MapReduce requires writing two functions: a mapper and a reducer. These functions accept data as input and then return transformed data as output. The functions are called repeatedly, with subsets of the data, with the output of the mapper being aggregated and then sent to the reducer. These two phases sift through large volumes of data a little bit at a time.
MapReduce is designed for batch processing of data sets. The limiting factor is the size of the cluster. The same map and reduce functions can be written to work on very small data sets, and will not need to change as the data set grows from kilobytes to megabytes to gigabytes to petabytes.

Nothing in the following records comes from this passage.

//! SorticNav - Navigation simulator
//!
//! Runs one navigator against a mock drive and a local gateway arbiter,
//! from its configured start position to the target handover.
//!
//! Usage:
//!   sortic-nav                                  # defaults, or sortic.toml if present
//!   sortic-nav sortic.toml --target TransferHandover --line 3
//!   RUST_LOG=sortic_nav=debug sortic-nav        # phase-level logging

use clap::Parser;
use sortic_nav::arbiter::GatewayArbiter;
use sortic_nav::drive::{DrivePrimitive, MockDrive};
use sortic_nav::error::{NavError, Result};
use sortic_nav::{Config, Event, Navigator, NavigatorConfig, Sector, State};

use std::path::{Path, PathBuf};
use std::sync::atomic::{AtomicBool, Ordering};
use std::sync::Arc;
use tracing::{info, warn};

const DEFAULT_CONFIG: &str = "sortic.toml";

/// Navigation simulator
#[derive(Parser, Debug)]
#[command(author, version, about, long_about = None)]
struct Args {
    /// Configuration file path
    config: Option<PathBuf>,

    /// Target sector label, overrides [simulation] target_sector
    #[arg(long)]
    target: Option<String>,

    /// Target line, overrides [simulation] target_line
    #[arg(long)]
    line: Option<u32>,
}

fn main() -> Result<()> {
    // Initialize logging
    let filter = tracing_subscriber::EnvFilter::try_from_default_env()
        .unwrap_or_else(|_| tracing_subscriber::EnvFilter::new("sortic_nav=info"));
    tracing_subscriber::fmt().with_env_filter(filter).init();

    let args = Args::parse();
    let mut config = load_config(args.config.as_deref())?;
    if let Some(target) = args.target {
        config.simulation.target_sector = target;
    }
    if let Some(line) = args.line {
        config.simulation.target_line = line;
    }

    info!("SorticNav v{}", env!("CARGO_PKG_VERSION"));
    run(&config)
}

fn load_config(path: Option<&Path>) -> Result<Config> {
    match path {
        Some(path) => {
            info!("Loading configuration from {:?}", path);
            Config::load(path)
        }
        None if Path::new(DEFAULT_CONFIG).exists() => {
            info!("Loading configuration from {}", DEFAULT_CONFIG);
            Config::load(Path::new(DEFAULT_CONFIG))
        }
        None => {
            info!("Using default configuration");
            Ok(Config::default())
        }
    }
}

fn run(config: &Config) -> Result<()> {
    let (start_sector, start_line) = config.start_position()?;
    let (target_sector, target_line) = config.target_position()?;

    let running = Arc::new(AtomicBool::new(true));
    let r = running.clone();
    ctrlc::set_handler(move || {
        info!("Received shutdown signal");
        r.store(false, Ordering::SeqCst);
    })
    .map_err(|e| NavError::Io(std::io::Error::other(e)))?;

    let drive = MockDrive::new();
    let mut arbiter = GatewayArbiter::new();
    let link = arbiter.connect(config.vehicle.id.clone());
    let mut nav = Navigator::new(NavigatorConfig::from(config), drive.clone()).with_link(link);

    nav.set_actual_position(start_sector, start_line)?;
    nav.set_target_position(target_sector, target_line)?;
    info!(
        "{}: {} line {} -> {} line {}",
        config.vehicle.id, start_sector, start_line, target_sector, target_line
    );

    nav.dispatch_event(Event::MoveToTargetPosition);
    report(&nav);

    let interval = config.tick_interval();
    let mut last_state = nav.current_state();
    let mut tick = 0;

    while running.load(Ordering::SeqCst) {
        if tick >= config.simulation.max_ticks {
            warn!("Gave up after {} ticks in {}", tick, nav.current_state());
            break;
        }
        if config.simulation.fault_at_tick == Some(tick) {
            warn!("Simulating drive fault at tick {}", tick);
            drive.fail_next();
        }

        arbiter.process_pending();
        if last_state == State::Error {
            // The simulated operator acknowledges every fault
            nav.inject_event(Event::Resume);
        }
        nav.run_step();
        tick += 1;

        let state = nav.current_state();
        if state != last_state {
            report(&nav);
            last_state = state;
        }
        if state == State::EndPoint {
            break;
        }

        std::thread::sleep(interval);
    }

    // Let the arbiter see the final release
    arbiter.process_pending();

    if nav.current_state() == State::EndPoint && is_at(&nav, target_sector, target_line) {
        info!("Arrived at {} line {} after {} ticks", target_sector, target_line, tick);
    } else {
        warn!(
            "Stopped in {} at {} line {}",
            nav.current_state(),
            nav.current_sector(),
            nav.current_line()
        );
    }
    info!("Drive commands issued: {}", drive.issued());
    Ok(())
}

fn is_at<D: DrivePrimitive>(nav: &Navigator<D>, sector: Sector, line: u32) -> bool {
    nav.current_sector() == sector && nav.current_line() == line
}

fn report<D: DrivePrimitive>(nav: &Navigator<D>) {
    match nav.status().to_json() {
        Ok(json) => info!("status {}", json),
        Err(e) => warn!("Failed to encode status: {}", e),
    }
}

Some examples of data that MapReduce can easily be programmed to process include text documents (such as all the documents in Wikipedia), web server logs, and users’ social graphs (so that new connection recommendations can be discovered). Data is divvied up across all nodes in the cluster for efficient processing.
The MapReduce Pattern is effective in dealing with the following challenges:
• Application processes large volumes of relational data stored in the cloud.

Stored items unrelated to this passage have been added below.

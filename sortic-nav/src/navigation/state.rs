//! Top-level states and the event alphabet of the navigator.

use std::fmt;

/// Top-level operating mode. Exactly one is active.
#[derive(Clone, Copy, Debug, PartialEq, Eq, Hash)]
pub enum State {
    /// Parked at a handover, waiting for a move command
    EndPoint,
    /// Leaving the handover (or transit) toward a gateway
    ToGateway,
    /// Waiting for and crossing a gateway
    Gateway,
    /// Driving the transit lane between the gateways
    CrossTransit,
    /// Final approach into the target handover
    ToEndPoint,
    /// Recovery maneuver after an abandoned journey
    Reset,
    /// Frozen after a fault until resume or reset
    Error,
}

impl State {
    pub const ALL: [State; 7] = [
        State::EndPoint,
        State::ToGateway,
        State::Gateway,
        State::CrossTransit,
        State::ToEndPoint,
        State::Reset,
        State::Error,
    ];

    pub fn label(self) -> &'static str {
        match self {
            State::EndPoint => "end_point",
            State::ToGateway => "to_gateway",
            State::Gateway => "gateway",
            State::CrossTransit => "cross_transit",
            State::ToEndPoint => "to_end_point",
            State::Reset => "reset",
            State::Error => "error",
        }
    }
}

impl fmt::Display for State {
    fn fmt(&self, f: &mut fmt::Formatter<'_>) -> fmt::Result {
        f.write_str(self.label())
    }
}

/// Input of the transition function.
#[derive(Clone, Copy, Debug, PartialEq, Eq, Hash)]
pub enum Event {
    /// External: start the journey to the target position
    MoveToTargetPosition,
    /// Signal: the gateway was crossed toward an end point, or the end point was reached
    PosEndPointReached,
    /// Signal: the gateway was crossed toward the transit
    PosTransitReached,
    /// Signal: the current maneuver is complete
    PosReached,
    /// Fault, external or from a drive primitive
    Error,
    /// External: continue the interrupted maneuver
    Resume,
    /// External: abandon the journey and recover
    Reset,
    /// Nothing happened
    NoEvent,
}

impl Event {
    pub const ALL: [Event; 8] = [
        Event::MoveToTargetPosition,
        Event::PosEndPointReached,
        Event::PosTransitReached,
        Event::PosReached,
        Event::Error,
        Event::Resume,
        Event::Reset,
        Event::NoEvent,
    ];

    pub fn label(self) -> &'static str {
        match self {
            Event::MoveToTargetPosition => "move_to_target_position",
            Event::PosEndPointReached => "pos_end_point_reached",
            Event::PosTransitReached => "pos_transit_reached",
            Event::PosReached => "pos_reached",
            Event::Error => "error",
            Event::Resume => "resume",
            Event::Reset => "reset",
            Event::NoEvent => "no_event",
        }
    }

    /// Error and reset cut into whatever the current state is doing.
    pub fn is_preemptive(self) -> bool {
        matches!(self, Event::Error | Event::Reset)
    }
}

impl fmt::Display for Event {
    fn fmt(&self, f: &mut fmt::Formatter<'_>) -> fmt::Result {
        f.write_str(self.label())
    }
}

• Application processes large volumes of semi-structured or irregular data stored in the cloud.
• Application data analysis requirements change frequently or are ad hoc.
• Application requires reports that traditional database reporting tools cannot efficiently create because the input data is too large or is not in a compatible structure.
Hadoop implements MapReduce as a batch-processing system. It is optimized for the flexible and efficient processing of massive amounts of data, not for response time. The output from MapReduce is flexible, but is commonly used for data mining, for reporting, or for shaping data to be used by more traditional reporting tools.
MapReduce as a Service
Amazon Web Services, Google, and Windows Azure all offer MapReduce as an ondemand service.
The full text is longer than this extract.